Trying not to Lose the Fuego

FYI: This post will be partially in English and particlly in español. I can't help it. I just watched un magnifico documentario and now I can't stop thinking about how much I love español and how much I want to use it to ayudar y apoyar communities pobres.

(For the record, I know how to speak Spanish and I'm not just inserting random cognates into my English to sound smart.)

I'm sitting here in my comfy dorm room, with my comfy covers, and I watched a documentary called "Living on One Dollar" en mis pijamas. Con mi computadora. My Macbook, to be exact. And although I'm super thankful for these things, it makes me a little uneasy to watch footage of so many people without. Without food, medicine, a basic income... it really opened my eyes, which it always does.

Every time. You'd think that I'd be so used to the heart-wrenching stories about los pobres internacionales, but I am not. Every time it gets me because I've met some people in extreme poverty in my trips to Mexico, and I know these stories I hear aren't exaggerated. They're real. La verdad.

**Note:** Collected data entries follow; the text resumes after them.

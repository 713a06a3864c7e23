//! Store trait definitions.

use crate::error::StoreResult;
use tasksync_model::Snapshot;

/// Durable storage for the single local snapshot record.
///
/// # Invariants
///
/// - `save` replaces the whole record; a reader never sees a partial write
/// - `load` returns exactly the last successfully saved snapshot
/// - `load` on a store that was never written returns `Ok(None)`
///
/// # Implementors
///
/// - [`super::InMemorySnapshotStore`] - For testing
/// - [`super::FileSnapshotStore`] - For persistent storage
pub trait SnapshotStore: Send + Sync {
    /// Loads the stored snapshot.
    ///
    /// # Errors
    ///
    /// Returns [`crate::StoreError::Corrupted`] if the record cannot be
    /// decoded, or an I/O error.
    fn load(&self) -> StoreResult<Option<Snapshot>>;

    /// Replaces the stored snapshot.
    ///
    /// # Errors
    ///
    /// Returns an error if the record cannot be encoded or written.
    fn save(&self, snapshot: &Snapshot) -> StoreResult<()>;

    /// Removes the stored snapshot.
    ///
    /// # Errors
    ///
    /// Returns an error if the record exists but cannot be removed.
    fn clear(&self) -> StoreResult<()>;
}

/// Small string key/value store for sync bookkeeping.
pub trait MetadataStore: Send + Sync {
    /// Reads a value.
    fn get(&self, key: &str) -> StoreResult<Option<String>>;

    /// Writes several values in one atomic update.
    fn set_many(&self, entries: &[(&str, String)]) -> StoreResult<()>;

    /// Removes several values in one atomic update.
    fn remove_many(&self, keys: &[&str]) -> StoreResult<()>;
}

impl<T: SnapshotStore + ?Sized> SnapshotStore for std::sync::Arc<T> {
    fn load(&self) -> StoreResult<Option<Snapshot>> {
        (**self).load()
    }

    fn save(&self, snapshot: &Snapshot) -> StoreResult<()> {
        (**self).save(snapshot)
    }

    fn clear(&self) -> StoreResult<()> {
        (**self).clear()
    }
}

impl<T: MetadataStore + ?Sized> MetadataStore for std::sync::Arc<T> {
    fn get(&self, key: &str) -> StoreResult<Option<String>> {
        (**self).get(key)
    }

    fn set_many(&self, entries: &[(&str, String)]) -> StoreResult<()> {
        (**self).set_many(entries)
    }

    fn remove_many(&self, keys: &[&str]) -> StoreResult<()> {
        (**self).remove_many(keys)
    }
}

I want to devote mi vida to helping people, and I'm not exactly sure how yet. I may go into business. Fair-trade sounds really bueno. I want to continue studying Spanish, because I only want to get mejor. If I ever get worse at my Spanish, then I'm going to be really upset. Only arriba from here.

Anyway, I just needed to type this out. To remind myself about how important it is to serve others with your life and actions and trabajo. Es absolutamente necesario. Siempre.